The Pakistan Press Foundation (PPF) was established in 1967 as a non-profit organisation by the news agency Pakistan Press International and operated until 1974, when it had to suspend operations due to the political environment then prevailing in the country. It was reactivated in 1992 and has since been involved in assisting in the development of independent media in Pakistan by conducting training programmes for journalists, carrying out projects in research and documentation, and campaigning to defend and promote freedom of the press.

==Training programs==
PPF regularly organizes training programs and seminars on issues facing the Pakistani media. The organization has worked for the improvement of professional skills, and in helping to raise journalists’ awareness of professional, social, political and human-rights issues. In December 2016, a survey in Pakistan was conducted by Pakistan Press Foundation that had found that the Pakistani news media allots 30pc of its news coverage to political news and only 1.5pc to human rights issues. This survey was done to bring attention to human rights issues by the government so it could address human rights violations.
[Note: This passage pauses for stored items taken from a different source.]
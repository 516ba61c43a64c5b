//! Prompt construction for the blood-analysis model call.

/// System prompt pinning the JSON output contract. The model sees the
/// confirmed biomarker lines and must return a single JSON object — any
/// deviation is treated as a hard failure by the response parser.
pub const ANALYSIS_SYSTEM_PROMPT: &str = "\
You are a medical laboratory analysis assistant. You receive a list of blood \
biomarker readings, one per line, in the form \"<name>: <value> <unit>\". \
Respond with ONLY a single JSON object, no prose before or after, with this \
exact shape:\n\
{\n\
  \"biomarkers\": [{\"name\": \"...\", \"value\": \"...\", \"unit\": \"...\", \
\"referenceRange\": \"min-max or null\", \"status\": \
\"normal|low|high|critical|unknown\", \"category\": \
\"blood|immunity|coagulation|metabolism|lipids|cardiovascular|kidney|liver|hormonal|other\"}],\n\
  \"summary\": \"2-4 sentence plain-language overview\",\n\
  \"recommendations\": [\"actionable suggestion\", ...]\n\
}\n\
Keep marker names and units exactly as given. Recommendations are lifestyle \
and follow-up guidance, never a diagnosis or prescription.";

/// User prompt embedding the confirmed, serialized biomarker text.
pub fn build_analysis_prompt(biomarker_text: &str) -> String {
    format!(
        "Analyze these blood test results and respond with the JSON object described in your instructions:\n\n{biomarker_text}"
    )
}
==Collaboration with other organizations==
The PPF collaborates with many local and international organizations, including the Council of Pakistan Newspaper Editors (CPNE), All Pakistan Newspapers Society (APNS), Asia Foundation, Panos South Asia, IFEX, Free Voice, UNESCO, Commonwealth Press Union (CPU), Friedrich Ebert Stiftung (FES), Thomson Foundation, the British Council, Knight International Foundation, National Endowment for Democracy, European Union, Freedom Forum, World Press Freedom Committee (WPFC), Asian Media Information and Communication Centre (AMIC), Council of Asian-Pacific Press Institutes (CAPPI) and the Asia-Pacific Communication Network.

In addition to capacity building, the PPF is committed to the promotion of freedom of the press in Pakistan. PPF organizes training programmes on press freedom, the rights of journalists and on journalistic ethics. PPF has played a leading role in promoting the use of recently introduced access to information laws and in lobbying for improvement of these laws. PPF also works to make the harassment of journalists and news organizations politically and socially unacceptable. The foundation produces PPF Newsflash, a service designed to highlight threats to press freedom in the country. PPF also coordinates financial support for victimized journalists.

In 1999, the PPF established the PPF-Vicky Zeitlin Media Library and Training Centre, which houses an extensive collection of publications on the media and issues of interest to the Pakistani media. Training workshops and seminars are regularly held at the training centre. Since 2017, PPF has provided training to more than 120 journalists.

==Human rights issues==
The PPF is involved in research and documentation on mass communication and human rights issues in Pakistan. The weekly PPF Media Review, in English and Urdu, compiles important news about the media. PPF is also involved in producing manuals and handbooks on journalism in Urdu and Sindhi.

==Monitoring election campaigns for violations==
Pakistan Press Foundation also monitors campaigns by the Pakistani political parties to gauge whether they have become too negative against each other and are not focusing on real issues facing the public. PPF also makes Election Commission of Pakistan (ECP) aware of violations of ECP prescribed 'Code of Conduct for Media' by the newspapers and TV channels in the country and 'Code of Conduct for Political Parties' by the Pakistani political parties during the election campaigns.

Pakistan Press Foundation encourages the Pakistani public to report to it any attacks against media people or journalistic organizations so it can make Election Commission of Pakistan aware of them. This policy was followed by PPF during the Pakistani general election, 2018.